» RECORDS FOR THE EXERCISE:

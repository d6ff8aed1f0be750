//! ScrollView - the logical state of a component's live scrollable view.
//!
//! The concrete widget belongs to the host toolkit. This is the part the
//! engine owns and mutates during the apply phase: frame, content extent,
//! offset and the per-item frames from the last layout pass.

use mosaic_api::{Point, Rect, ScrollDirection, Size};

#[derive(Debug, Clone, Default, PartialEq)]
pub struct ScrollView {
    pub frame: Rect,
    pub content_size: Size,
    pub content_offset: Point,
    pub scroll_direction: ScrollDirection,
    pub paging_enabled: bool,
    /// Item frames from the last layout pass, in item order.
    pub item_frames: Vec<Rect>,
    /// Bumped every time the host should reload its cells.
    pub reload_generation: u64,
}

impl ScrollView {
    pub fn new() -> Self {
        Self::default()
    }

    /// Ask the host to reload every visible cell.
    pub fn reload(&mut self) {
        self.reload_generation += 1;
    }

    /// Largest valid content offset along the scroll axis.
    pub fn max_offset(&self) -> f32 {
        match self.scroll_direction {
            ScrollDirection::Vertical => (self.content_size.height - self.frame.height).max(0.0),
            ScrollDirection::Horizontal => (self.content_size.width - self.frame.width).max(0.0),
        }
    }

    /// Move the content offset along the scroll axis, clamped to the content.
    pub fn scroll_to(&mut self, offset: f32) {
        let offset = offset.clamp(0.0, self.max_offset());
        match self.scroll_direction {
            ScrollDirection::Vertical => self.content_offset.y = offset,
            ScrollDirection::Horizontal => self.content_offset.x = offset,
        }
    }

    /// Frame of the item at `index` from the last layout pass.
    pub fn item_frame(&self, index: usize) -> Option<Rect> {
        self.item_frames.get(index).copied()
    }
}
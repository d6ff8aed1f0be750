//! SQLite-backed cache store.

use std::path::Path;
use std::sync::{Mutex, PoisonError};

use anyhow::{Context, Result};
use chrono::{DateTime, SecondsFormat, Utc};
use rusqlite::{Connection, OptionalExtension, params};

use super::CacheStore;

/// Database version for migrations.
const SCHEMA_VERSION: i32 = 1;

/// Cache entries in a single SQLite table.
///
/// `rusqlite::Connection` is not `Sync`, so access is serialized through a
/// mutex.
pub struct SqliteStore {
    conn: Mutex<Connection>,
}

impl SqliteStore {
    /// Open or create the database at a specific path.
    pub fn open(path: &Path) -> Result<Self> {
        if let Some(parent) = path.parent() {
            std::fs::create_dir_all(parent)
                .with_context(|| format!("Failed to create directory: {:?}", parent))?;
        }

        let conn = Connection::open(path)
            .with_context(|| format!("Failed to open database: {:?}", path))?;
        Self::initialize(conn)
    }

    /// Open an in-memory database.
    pub fn open_in_memory() -> Result<Self> {
        Self::initialize(Connection::open_in_memory()?)
    }

    fn initialize(conn: Connection) -> Result<Self> {
        conn.execute_batch(
            r#"
            CREATE TABLE IF NOT EXISTS meta (
                key TEXT PRIMARY KEY,
                value TEXT NOT NULL
            );

            CREATE TABLE IF NOT EXISTS state_cache (
                key TEXT PRIMARY KEY,
                payload TEXT NOT NULL,
                expires_at TEXT NOT NULL
            );
            "#,
        )?;
        conn.execute(
            "INSERT OR REPLACE INTO meta (key, value) VALUES ('schema_version', ?1)",
            params![SCHEMA_VERSION.to_string()],
        )?;
        Ok(Self {
            conn: Mutex::new(conn),
        })
    }

    /// Delete every expired entry. Returns the number removed.
    pub fn purge_expired(&self) -> Result<usize> {
        let conn = self.conn.lock().unwrap_or_else(PoisonError::into_inner);
        let now = timestamp(Utc::now());
        let removed = conn.execute(
            "DELETE FROM state_cache WHERE expires_at <= ?1",
            params![now],
        )?;
        Ok(removed)
    }
}

impl CacheStore for SqliteStore {
    fn get(&self, key: &str) -> Result<Option<String>> {
        let conn = self.conn.lock().unwrap_or_else(PoisonError::into_inner);
        let row: Option<(String, String)> = conn
            .query_row(
                "SELECT payload, expires_at FROM state_cache WHERE key = ?1",
                params![key],
                |row| Ok((row.get(0)?, row.get(1)?)),
            )
            .optional()?;

        let Some((payload, expires_at)) = row else {
            return Ok(None);
        };

        let expired = DateTime::parse_from_rfc3339(&expires_at)
            .map(|dt| dt.with_timezone(&Utc) <= Utc::now())
            .unwrap_or(true);
        if expired {
            conn.execute("DELETE FROM state_cache WHERE key = ?1", params![key])?;
            return Ok(None);
        }
        Ok(Some(payload))
    }

    fn set(&self, key: &str, payload: &str, expires_at: DateTime<Utc>) -> Result<()> {
        let conn = self.conn.lock().unwrap_or_else(PoisonError::into_inner);
        conn.execute(
            "INSERT OR REPLACE INTO state_cache (key, payload, expires_at) VALUES (?1, ?2, ?3)",
            params![key, payload, timestamp(expires_at)],
        )?;
        Ok(())
    }

    fn remove(&self, key: &str) -> Result<()> {
        let conn = self.conn.lock().unwrap_or_else(PoisonError::into_inner);
        conn.execute("DELETE FROM state_cache WHERE key = ?1", params![key])?;
        Ok(())
    }
}

/// Fixed-width RFC3339 so SQL string comparison orders chronologically.
fn timestamp(at: DateTime<Utc>) -> String {
    at.to_rfc3339_opts(SecondsFormat::Micros, true)
}
//! Delegate registration.
//!
//! Hosts observe a component by subscribing a delegate and keep the returned
//! handle to revoke it later. There are no ambient back-pointers: a delegate
//! stays registered until its handle is passed to `unsubscribe`.

use std::sync::atomic::{AtomicU64, Ordering};
use std::sync::{Arc, PoisonError, RwLock};

use mosaic_api::Item;

use crate::component::Component;

/// Receives selection, focus and model-change notifications.
///
/// Callbacks run on the owning thread.
pub trait ComponentDelegate: Send + Sync {
    fn did_select_item(&self, _component: &Component, _item: &Item) {}

    fn did_change_focus(&self, _component: &Component, _focused: Option<usize>) {}

    /// The component's items changed and the change has been applied.
    fn did_change_model(&self, _component: &Component) {}
}

/// Revocable registration handle.
#[derive(Debug, Clone, Copy, PartialEq, Eq, Hash)]
pub struct ListenerHandle(u64);

impl ListenerHandle {
    pub fn raw(self) -> u64 {
        self.0
    }
}

#[derive(Default)]
pub(crate) struct Listeners {
    next_id: AtomicU64,
    entries: RwLock<Vec<(ListenerHandle, Arc<dyn ComponentDelegate>)>>,
}

impl Listeners {
    pub(crate) fn subscribe(&self, delegate: Arc<dyn ComponentDelegate>) -> ListenerHandle {
        let handle = ListenerHandle(self.next_id.fetch_add(1, Ordering::Relaxed));
        self.entries
            .write()
            .unwrap_or_else(PoisonError::into_inner)
            .push((handle, delegate));
        handle
    }

    pub(crate) fn unsubscribe(&self, handle: ListenerHandle) -> bool {
        let mut entries = self.entries.write().unwrap_or_else(PoisonError::into_inner);
        let before = entries.len();
        entries.retain(|(h, _)| *h != handle);
        entries.len() != before
    }

    pub(crate) fn len(&self) -> usize {
        self.entries
            .read()
            .unwrap_or_else(PoisonError::into_inner)
            .len()
    }

    /// Call `f` for every registered delegate.
    ///
    /// Iterates a snapshot so delegates may subscribe or unsubscribe from
    /// inside a callback.
    pub(crate) fn for_each(&self, mut f: impl FnMut(&dyn ComponentDelegate)) {
        let snapshot: Vec<Arc<dyn ComponentDelegate>> = self
            .entries
            .read()
            .unwrap_or_else(PoisonError::into_inner)
            .iter()
            .map(|(_, d)| d.clone())
            .collect();
        for delegate in snapshot {
            f(delegate.as_ref());
        }
    }
}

» EXERCISE INSTRUCTIONS: A verbatim repeat of all the entries above is the required answer.

» RESULT OF THE TASK:
repository d6ff8aed1f0be750
//! ScrollView - the logical state of a component's live scrollable view.
//!
//! The concrete widget belongs to the host toolkit. This is the part the
//! engine owns and mutates during the apply phase: frame, content extent,
//! offset and the per-item frames from the last layout pass.

use mosaic_api::{Point, Rect, ScrollDirection, Size};

#[derive(Debug, Clone, Default, PartialEq)]
pub struct ScrollView {
    pub frame: Rect,
    pub content_size: Size,
    pub content_offset: Point,
    pub scroll_direction: ScrollDirection,
    pub paging_enabled: bool,
    /// Item frames from the last layout pass, in item order.
    pub item_frames: Vec<Rect>,
    /// Bumped every time the host should reload its cells.
    pub reload_generation: u64,
}

impl ScrollView {
    pub fn new() -> Self {
        Self::default()
    }

    /// Ask the host to reload every visible cell.
    pub fn reload(&mut self) {
        self.reload_generation += 1;
    }

    /// Largest valid content offset along the scroll axis.
    pub fn max_offset(&self) -> f32 {
        match self.scroll_direction {
            ScrollDirection::Vertical => (self.content_size.height - self.frame.height).max(0.0),
            ScrollDirection::Horizontal => (self.content_size.width - self.frame.width).max(0.0),
        }
    }

    /// Move the content offset along the scroll axis, clamped to the content.
    pub fn scroll_to(&mut self, offset: f32) {
        let offset = offset.clamp(0.0, self.max_offset());
        match self.scroll_direction {
            ScrollDirection::Vertical => self.content_offset.y = offset,
            ScrollDirection::Horizontal => self.content_offset.x = offset,
        }
    }

    /// Frame of the item at `index` from the last layout pass.
    pub fn item_frame(&self, index: usize) -> Option<Rect> {
        self.item_frames.get(index).copied()
    }
}
repository d6ff8aed1f0be750
//! SQLite-backed cache store.

use std::path::Path;
use std::sync::{Mutex, PoisonError};

use anyhow::{Context, Result};
use chrono::{DateTime, SecondsFormat, Utc};
use rusqlite::{Connection, OptionalExtension, params};

use super::CacheStore;

/// Database version for migrations.
const SCHEMA_VERSION: i32 = 1;

/// Cache entries in a single SQLite table.
///
/// `rusqlite::Connection` is not `Sync`, so access is serialized through a
/// mutex.
pub struct SqliteStore {
    conn: Mutex<Connection>,
}

impl SqliteStore {
    /// Open or create the database at a specific path.
    pub fn open(path: &Path) -> Result<Self> {
        if let Some(parent) = path.parent() {
            std::fs::create_dir_all(parent)
                .with_context(|| format!("Failed to create directory: {:?}", parent))?;
        }

        let conn = Connection::open(path)
            .with_context(|| format!("Failed to open database: {:?}", path))?;
        Self::initialize(conn)
    }

    /// Open an in-memory database.
    pub fn open_in_memory() -> Result<Self> {
        Self::initialize(Connection::open_in_memory()?)
    }

    fn initialize(conn: Connection) -> Result<Self> {
        conn.execute_batch(
            r#"
            CREATE TABLE IF NOT EXISTS meta (
                key TEXT PRIMARY KEY,
                value TEXT NOT NULL
            );

            CREATE TABLE IF NOT EXISTS state_cache (
                key TEXT PRIMARY KEY,
                payload TEXT NOT NULL,
                expires_at TEXT NOT NULL
            );
            "#,
        )?;
        conn.execute(
            "INSERT OR REPLACE INTO meta (key, value) VALUES ('schema_version', ?1)",
            params![SCHEMA_VERSION.to_string()],
        )?;
        Ok(Self {
            conn: Mutex::new(conn),
        })
    }

    /// Delete every expired entry. Returns the number removed.
    pub fn purge_expired(&self) -> Result<usize> {
        let conn = self.conn.lock().unwrap_or_else(PoisonError::into_inner);
        let now = timestamp(Utc::now());
        let removed = conn.execute(
            "DELETE FROM state_cache WHERE expires_at <= ?1",
            params![now],
        )?;
        Ok(removed)
    }
}

impl CacheStore for SqliteStore {
    fn get(&self, key: &str) -> Result<Option<String>> {
        let conn = self.conn.lock().unwrap_or_else(PoisonError::into_inner);
        let row: Option<(String, String)> = conn
            .query_row(
                "SELECT payload, expires_at FROM state_cache WHERE key = ?1",
                params![key],
                |row| Ok((row.get(0)?, row.get(1)?)),
            )
            .optional()?;

        let Some((payload, expires_at)) = row else {
            return Ok(None);
        };

        let expired = DateTime::parse_from_rfc3339(&expires_at)
            .map(|dt| dt.with_timezone(&Utc) <= Utc::now())
            .unwrap_or(true);
        if expired {
            conn.execute("DELETE FROM state_cache WHERE key = ?1", params![key])?;
            return Ok(None);
        }
        Ok(Some(payload))
    }

    fn set(&self, key: &str, payload: &str, expires_at: DateTime<Utc>) -> Result<()> {
        let conn = self.conn.lock().unwrap_or_else(PoisonError::into_inner);
        conn.execute(
            "INSERT OR REPLACE INTO state_cache (key, payload, expires_at) VALUES (?1, ?2, ?3)",
            params![key, payload, timestamp(expires_at)],
        )?;
        Ok(())
    }

    fn remove(&self, key: &str) -> Result<()> {
        let conn = self.conn.lock().unwrap_or_else(PoisonError::into_inner);
        conn.execute("DELETE FROM state_cache WHERE key = ?1", params![key])?;
        Ok(())
    }
}

/// Fixed-width RFC3339 so SQL string comparison orders chronologically.
fn timestamp(at: DateTime<Utc>) -> String {
    at.to_rfc3339_opts(SecondsFormat::Micros, true)
}
//! Delegate registration.
//!
//! Hosts observe a component by subscribing a delegate and keep the returned
//! handle to revoke it later. There are no ambient back-pointers: a delegate
//! stays registered until its handle is passed to `unsubscribe`.

use std::sync::atomic::{AtomicU64, Ordering};
use std::sync::{Arc, PoisonError, RwLock};

use mosaic_api::Item;

use crate::component::Component;

/// Receives selection, focus and model-change notifications.
///
/// Callbacks run on the owning thread.
pub trait ComponentDelegate: Send + Sync {
    fn did_select_item(&self, _component: &Component, _item: &Item) {}

    fn did_change_focus(&self, _component: &Component, _focused: Option<usize>) {}

    /// The component's items changed and the change has been applied.
    fn did_change_model(&self, _component: &Component) {}
}

/// Revocable registration handle.
#[derive(Debug, Clone, Copy, PartialEq, Eq, Hash)]
pub struct ListenerHandle(u64);

impl ListenerHandle {
    pub fn raw(self) -> u64 {
        self.0
    }
}

#[derive(Default)]
pub(crate) struct Listeners {
    next_id: AtomicU64,
    entries: RwLock<Vec<(ListenerHandle, Arc<dyn ComponentDelegate>)>>,
}

impl Listeners {
    pub(crate) fn subscribe(&self, delegate: Arc<dyn ComponentDelegate>) -> ListenerHandle {
        let handle = ListenerHandle(self.next_id.fetch_add(1, Ordering::Relaxed));
        self.entries
            .write()
            .unwrap_or_else(PoisonError::into_inner)
            .push((handle, delegate));
        handle
    }

    pub(crate) fn unsubscribe(&self, handle: ListenerHandle) -> bool {
        let mut entries = self.entries.write().unwrap_or_else(PoisonError::into_inner);
        let before = entries.len();
        entries.retain(|(h, _)| *h != handle);
        entries.len() != before
    }

    pub(crate) fn len(&self) -> usize {
        self.entries
            .read()
            .unwrap_or_else(PoisonError::into_inner)
            .len()
    }

    /// Call `f` for every registered delegate.
    ///
    /// Iterates a snapshot so delegates may subscribe or unsubscribe from
    /// inside a callback.
    pub(crate) fn for_each(&self, mut f: impl FnMut(&dyn ComponentDelegate)) {
        let snapshot: Vec<Arc<dyn ComponentDelegate>> = self
            .entries
            .read()
            .unwrap_or_else(PoisonError::into_inner)
            .iter()
            .map(|(_, d)| d.clone())
            .collect();
        for delegate in snapshot {
            f(delegate.as_ref());
        }
    }
}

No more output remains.